Conan
7.7
Conan

livre de Robert E. Howard (1967)

Le monde de l’Héroïc Fantasy se divise en deux catégories.

Il y a les auteurs qui s'acharnent à construire un univers, à bâtir tout un monde vaste et profond, élaborant sa géographie et sa culture, sa mythologie et ses légendes, créant ses peuples et leurs langages, leurs mythes et leur Histoire, décrivant avec minutie chaque caractéristique de ces immenses contrées millénaires.
Et il y a les auteurs qui forgent une personne, un être mythique, un nom légendaire, un Héros. Des auteurs qui taillent leurs fables rocailleuses dans un monde évasif sobrement géographié, laissant un voile de vagues brumes sur ces terres inconnues, projetant le lecteur au travers des yeux de ce personnage unique qui ne connais ces lointains pays qu'en partie, les parcourant à grandes foulées haletant d'un souffle rauque, fuyant la pétrification routinière avec des yeux enflammés, avides de méfiantes découvertes.

Howard est de ceux là. C'est même le plus illustre d'entre eux. Howard a créé Conan, le cimmérien.

Conan le Barbare est l'image du guerrier solitaire, vagabond miteux et héros magnifique. L'homme est forgé dans les vestiges titanesques d'un passé de tortures et de douleurs. Les muscles noueux, le visage sombre et buriné, les yeux bleus pétillants et vifs trahissant sa ruse, les mains calleuses, taillées comme des battoirs annonçant sa brutalité.

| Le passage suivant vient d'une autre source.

//! Host virtual-memory capability
//!
//! The host hands out zero-filled, page-aligned blocks and binds them into
//! user address spaces. Page-table and cache maintenance stay on the host
//! side of this trait.

use alloc::alloc::{alloc_zeroed, dealloc, Layout};
use core::ptr::NonNull;

use crate::error::MemError;
use crate::mapping::VmArea;

pub const PAGE_SHIFT: usize = 12;
pub const PAGE_SIZE: usize = 1 << PAGE_SHIFT;

/// Round `size` up to a multiple of `page`
///
/// `page` must be a power of two. Returns `None` on overflow.
pub fn page_align(size: usize, page: usize) -> Option<usize> {
    Some(size.checked_add(page - 1)? & !(page - 1))
}

/// A page-aligned block obtained from the host
///
/// Owned by exactly one region; never cloned.
#[derive(Debug)]
pub struct PageBlock {
    base: NonNull<u8>,
    size: usize,
    cacheable: bool,
}

// SAFETY: the block is plain memory, owned by whoever holds the PageBlock
unsafe impl Send for PageBlock {}
unsafe impl Sync for PageBlock {}

impl PageBlock {
    /// # Safety
    ///
    /// `base..base + size` must be a live host allocation that nothing
    /// else owns.
    pub unsafe fn from_raw_parts(base: NonNull<u8>, size: usize, cacheable: bool) -> Self {
        Self {
            base,
            size,
            cacheable,
        }
    }

    pub fn base(&self) -> NonNull<u8> {
        self.base
    }

    pub fn size(&self) -> usize {
        self.size
    }

    pub fn is_cacheable(&self) -> bool {
        self.cacheable
    }
}

/// Operations consumed from the host virtual-memory subsystem
///
/// `allocate_zeroed_pages` and `free_pages` may sleep: call them only
/// where blocking is legal.
pub trait HostMemory: Send + Sync {
    /// Allocation granularity
    fn page_size(&self) -> usize {
        PAGE_SIZE
    }

    /// Whether the data cache can alias between kernel and user views,
    /// in which case shared blocks must be mapped uncached
    fn cache_aliasing(&self) -> bool {
        false
    }

    /// Obtain a zero-filled block of exactly `size` bytes
    fn allocate_zeroed_pages(&self, size: usize, cacheable: bool) -> Result<PageBlock, MemError>;

    /// Give a block back
    ///
    /// # Safety
    ///
    /// `block` must come from `allocate_zeroed_pages` on this host, and no
    /// pointer into it may be used afterwards.
    unsafe fn free_pages(&self, block: PageBlock);

    /// Bind the block at `base` into the user view described by `vma`
    ///
    /// Fails with `InvalidArgument` when the view length differs from
    /// `size`.
    fn bind_mapping(&self, vma: &mut VmArea, base: NonNull<u8>, size: usize)
        -> Result<(), MemError>;
}

/// Host pages served by the global allocator
#[derive(Debug, Default)]
pub struct SystemPages {
    cache_aliasing: bool,
}

impl SystemPages {
    pub const fn new() -> Self {
        Self {
            cache_aliasing: false,
        }
    }

    /// A host whose caches alias, so blocks are handed out uncached
    pub const fn with_cache_aliasing() -> Self {
        Self {
            cache_aliasing: true,
        }
    }
}

impl HostMemory for SystemPages {
    fn cache_aliasing(&self) -> bool {
        self.cache_aliasing
    }

    fn allocate_zeroed_pages(&self, size: usize, cacheable: bool) -> Result<PageBlock, MemError> {
        if size == 0 || size % PAGE_SIZE != 0 {
            return Err(MemError::InvalidArgument);
        }
        let layout =
            Layout::from_size_align(size, PAGE_SIZE).map_err(|_| MemError::InvalidArgument)?;

        // SAFETY: layout has non-zero size
        let base = NonNull::new(unsafe { alloc_zeroed(layout) }).ok_or(MemError::OutOfMemory)?;

        // SAFETY: fresh allocation of `size` bytes
        Ok(unsafe { PageBlock::from_raw_parts(base, size, cacheable) })
    }

    unsafe fn free_pages(&self, block: PageBlock) {
        let layout = Layout::from_size_align_unchecked(block.size(), PAGE_SIZE);
        dealloc(block.base().as_ptr(), layout);
    }

    fn bind_mapping(
        &self,
        vma: &mut VmArea,
        base: NonNull<u8>,
        size: usize,
    ) -> Result<(), MemError> {
        if vma.len() != size {
            return Err(MemError::InvalidArgument);
        }
        vma.bind(base.as_ptr() as usize);
        Ok(())
    }
}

Le cimmérien ouvre la porte d'une taverne, et la simple découpe de sa silhouette bosselée sur la clarté lunaire souffle les paroles d'une bourrasque de plomb et amène un silence soudain, pesant de son poids d'inquiétude et d'étrange fascination sur cet être de Légende. On entend le bruit sourd de ses pas sur le plancher moisi, et les quelques badauds curieux et soiffards fidèles ne brisent cette muette atmosphère que dans des murmures anxieux. "Mon dieu, mais c'est...", "On dit qu'il a autrefois terrassé...", "... à mains nues, seul contre des dizaines." "Jusqu'en Stygie on le craint..." ...Le barbare s'avance le visage placide et les yeux à demi fermés, passe commande dans un chuintement et entame son dîner paisiblement. Alors l'ambiance retrouve son plein.
Si d'aventure quelqu'un vient vers le colosse pour le défier ou le détrousser, alors il n'aura surement pas même le temps de s'apercevoir que l'ours est aussi vif qu'un serpent, sa tête roulant déjà sur le sol. Mais si un autre, moins téméraire, s'avançait pour discuter, il risquerait tout au plus de partager un verre avec un barbare. Un barbare qui n'est pas adepte de violences gratuites, suivant un code d'honneur personnel et légitime, façonné par son histoire et par son expérience du monde. Un monde qui l'attire autant qu'il le terrifie.
Ce quidam de passage qui entamerait sa conversation avec Conan, découvrirait alors sous cette énorme carapace bestiale, un être rusé comme un renard, dont la curiosité et l'envie de connaissances n'ont d'égales que l'agilité et la force animale qui suinte de ses membres et jaillit de ses pattes, aussi fortes que pleines d'une fulgurante dextérité. Le voisin de table d'un soir échangerait avec un être de contrastes, versé dans les lettres et les cultures, connaissant parfaitement une demie douzaine de langues et n'étant pas étranger aux bases de l'autre moitié de cette douzaine, intéressé par la politique ou du moins en saisissant parfaitement les mécanismes essentiels. Il verrait surement avec étonnement que Conan ne rechigne jamais vraiment à une discussion théologique si les conditions sont favorables et se laisse bien souvent aller à quelques tergiversions métaphysiques avant de réaxer le débat dans un rire éclatant et jovial rappelant que ce mystique qui génère autant d'intérêt que de peurs a son temps, mais que le moment présent se doit d'être justement savouré. Heureux de cet entrain plaisant, le compagnon de table du barbare ne verrait pas une seconde que le guerrier voile de cette manière la terreur que ce brouillard ésotérique laisse constamment dans les tréfonds assombris de son âme aussi figée que torturée.
Il rit et parle d'un ton convaincu de la rapidité de sa lame et de la puissance de l'acier, sifflant dans une symphonie guerrière et macabre; mais reste la montagne qui cache un instinct craintif et méfiant, sa plus grande arme, allié d'un coeur de glace qui parfois, en de rares moment d'une solitude profonde, saigne doucement.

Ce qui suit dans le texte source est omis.